Strange things

Im greatly vexed

My brain is full, so here we find ourselves again, dont we?

Its been a brutal Winter so far. Lots of snow and ice, even more than usual. In December and January we liked it because it made us feel cozy. Now it is merely a nuisance and keeps us in doors when we want to be out. The snow is piled high along the side of the roads and has turned an ugly brownish gray color and we look at it as we drive by and only wish it were gone.

We have no lingering memories of its beauty. Its funny how quickly it turned for us. We are fickle beings, arent we?

It reminds me of our Christmas tree. It was a tall, lovely tree, decorated with sparkly lights and hand placed decorations and we sat in front of the fire and admired it almost every night. But there was a day when I pulled into the drive and saw the tree lying by the side of the curb, covered in snow and turning brown and it made me feel sad at how quickly things change. I dont even remember when it happened, but it did and Im sorry for it.

That’s not what is vexing me by the way. Although it did vex me some what when it happened.

 

 

 

 

 

 

What is well and truly vexing me is what happened today while at our local Target store. I know Ive shared happenings with you before from that store but today.. something so monumental happened that it has occupied my brain fully for the last 8 hours or more.

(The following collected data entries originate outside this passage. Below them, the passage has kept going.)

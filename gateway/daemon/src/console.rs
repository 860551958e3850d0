//! Terminal chat surface
//!
//! `gateway-daemon chat` runs a read-eval loop over one [`ChatSession`];
//! `gateway-daemon ask` answers a single question. Answers are rendered with
//! their references footer.
//!
//! Commands inside the loop:
//!
//! - `/examples`: list the frequently asked questions
//! - `/example N`: ask question `N` from that list
//! - `/history`: print past turns, newest first
//! - `/trace`: print the decode trace of the last answer
//! - `/new`: end the session and start a fresh one
//! - `/quit`: end the session and exit
//!
//! Terminal requests are not rate limited.

use std::io::Write;
use std::path::Path;
use std::sync::Arc;

use anyhow::{Context, Result};
use tokio::io::{AsyncBufRead, AsyncBufReadExt};
use tracing::debug;

use gateway_core::{
    render_answer, AgentClient, ChatRequest, ChatService, ChatSession, ClientRateLimiter,
    GatewayConfig, RateLimitConfig, TracingRequestLog,
};

/// Client identity recorded for terminal requests
const CONSOLE_CLIENT: &str = "console";

/// Rendering options shared by `chat` and `ask`
#[derive(Debug, Clone, Default)]
pub struct ConsoleOptions {
    /// Contact named when an answer has no references
    pub support_contact: String,
    /// Print the decode trace after each answer
    pub show_trace: bool,
    /// Frequently asked questions offered by `/examples`
    pub example_prompts: Vec<String>,
}

/// Build the service for terminal surfaces
///
/// Prompt limits come from `config`; the per-client rate limit does not
/// apply to a single local user.
pub fn console_service(config: &GatewayConfig, client: Arc<dyn AgentClient>) -> ChatService {
    ChatService::new(
        client,
        ClientRateLimiter::new(RateLimitConfig::disabled()),
        Arc::new(TracingRequestLog),
    )
    .with_max_prompt_length(config.server.max_prompt_length)
}

/// Read example questions from a JSON array of strings
///
/// # Errors
///
/// Returns an error if the file cannot be read or is not a list of strings.
pub fn load_example_prompts(path: &Path) -> Result<Vec<String>> {
    let content = std::fs::read_to_string(path)
        .with_context(|| format!("Failed to read example prompts: {}", path.display()))?;
    let prompts: Vec<String> = serde_json::from_str(&content)
        .with_context(|| format!("Example prompts must be a JSON list of strings: {}", path.display()))?;
    Ok(prompts
        .into_iter()
        .map(|p| p.trim().to_string())
        .filter(|p| !p.is_empty())
        .collect())
}

/// Answer one question and print it
pub async fn ask_once<W: Write>(
    service: &ChatService,
    question: &str,
    options: &ConsoleOptions,
    out: &mut W,
) -> Result<()> {
    let reply = service
        .ask(ChatRequest::new(question).with_client(CONSOLE_CLIENT))
        .await?;

    writeln!(
        out,
        "{}",
        render_answer(&reply.answer, &reply.citations, &options.support_contact)
    )?;
    if options.show_trace {
        writeln!(out, "--- trace ---\n{}", reply.trace)?;
    }
    Ok(())
}

/// Run the interactive loop until `/quit` or end of input
///
/// Returns the session as it was when the loop ended.
pub async fn chat_loop<R, W>(
    service: &ChatService,
    options: &ConsoleOptions,
    input: R,
    out: &mut W,
) -> Result<ChatSession>
where
    R: AsyncBufRead + Unpin,
    W: Write,
{
    let mut session = ChatSession::new();
    let mut lines = input.lines();

    writeln!(out, "Session {}. Type /quit to exit.", session.id())?;

    loop {
        write!(out, "> ")?;
        out.flush()?;

        let Some(line) = lines.next_line().await? else {
            break;
        };
        let line = line.trim();

        match line {
            "" => continue,
            "/quit" | "/exit" => break,
            "/examples" => {
                if options.example_prompts.is_empty() {
                    writeln!(out, "(no example questions configured)")?;
                }
                for (idx, prompt) in options.example_prompts.iter().enumerate() {
                    writeln!(out, "{:>3}. {prompt}", idx + 1)?;
                }
            }
            "/history" => {
                if session.history().is_empty() {
                    writeln!(out, "(no turns yet)")?;
                }
                for turn in session.newest_first() {
                    writeln!(out, "Q: {}\nA: {}\n", turn.question, turn.answer)?;
                }
            }
            "/trace" => {
                if session.last_trace().is_empty() {
                    writeln!(out, "(no trace yet)")?;
                } else {
                    writeln!(out, "{}", session.last_trace())?;
                }
            }
            "/new" => {
                session.end();
                session = ChatSession::new();
                writeln!(out, "Session {}.", session.id())?;
            }
            command if command.starts_with("/example ") => {
                let choice = command["/example ".len()..].trim();
                match pick_example(&options.example_prompts, choice) {
                    Some(question) => {
                        writeln!(out, "Q: {question}")?;
                        answer(service, options, &mut session, question, out).await?;
                    }
                    None => writeln!(
                        out,
                        "Unknown example '{choice}', pick 1 to {}",
                        options.example_prompts.len()
                    )?,
                }
            }
            question => answer(service, options, &mut session, question, out).await?,
        }
    }

    debug!(session_id = %session.id(), turns = session.history().len(), "Chat loop finished");
    session.end();
    Ok(session)
}

fn pick_example<'a>(prompts: &'a [String], choice: &str) -> Option<&'a str> {
    let index = choice.parse::<usize>().ok()?.checked_sub(1)?;
    prompts.get(index).map(String::as_str)
}

/// Ask `question` in `session`, printing the answer or the error
async fn answer<W: Write>(
    service: &ChatService,
    options: &ConsoleOptions,
    session: &mut ChatSession,
    question: &str,
    out: &mut W,
) -> Result<()> {
    let request = ChatRequest::new(question)
        .with_session_id(session.id().as_str())
        .with_client(CONSOLE_CLIENT);

    match service.ask(request).await {
        Ok(reply) => {
            let rendered = render_answer(&reply.answer, &reply.citations, &options.support_contact);
            writeln!(out, "{rendered}")?;
            if options.show_trace {
                writeln!(out, "--- trace ---\n{}", reply.trace)?;
            }
            session.record_turn(question, rendered, reply.trace)?;
        }
        Err(e) => writeln!(out, "Error: {e}")?,
    }
    Ok(())
}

While in line at the check out, there was a man in front of me with a cart full of items.                                                                                                                                                                                                          Instead of reading the gossip magazines as I usually do, I glanced at the contents of his cart.

  • 23 bags of frozen peas (no more, no less)
  • 3 rolls of paper towels
  • 6 gallons of generic brand bleach
  • 2 packages of Trident Sugar-free gum

Ok, so you know how my mind works and I began to try and work out what he was doing with this stellar combination of items.

I wanted to give him a medal for the outstanding-ness of his selection. I pondered and pondered… peas, towels, bleach..

Next I moved to the man himself. He was older, perhaps in his late 60s or even 70s with wild hair and a beard. But he was wearing normal clothes and comported himself quite sanely in my humble opinion. He didn’t even mind that I was eying his coveted stash of peas and bleach.

In fact, at one point, when the checker scanned the 19th bag of peas, I looked at him and said cheerfully, “THAT is a lot of peas!”

He simply smiled in an insane sort of way and said, “YES! YES IT IS!!!”

Theory:

He is a serial killer. He kills people by making them eat more frozen peas than the human stomach can handle. Then he cleans up the mess (I dunno, ruptured stomach or something) with paper towels and bleach and then calls a cab to make his get-away after chewing on some Trident gum to ensure his breath is Oh-So-Fresh.

Secondary Theory: He likes peas and dazzling white clothing and Trident teeth. Paper towels were ancillary.

As you may be able to tell, Im still greatly vexed by this experience. Its midnight and Im thinking about it still. What say you?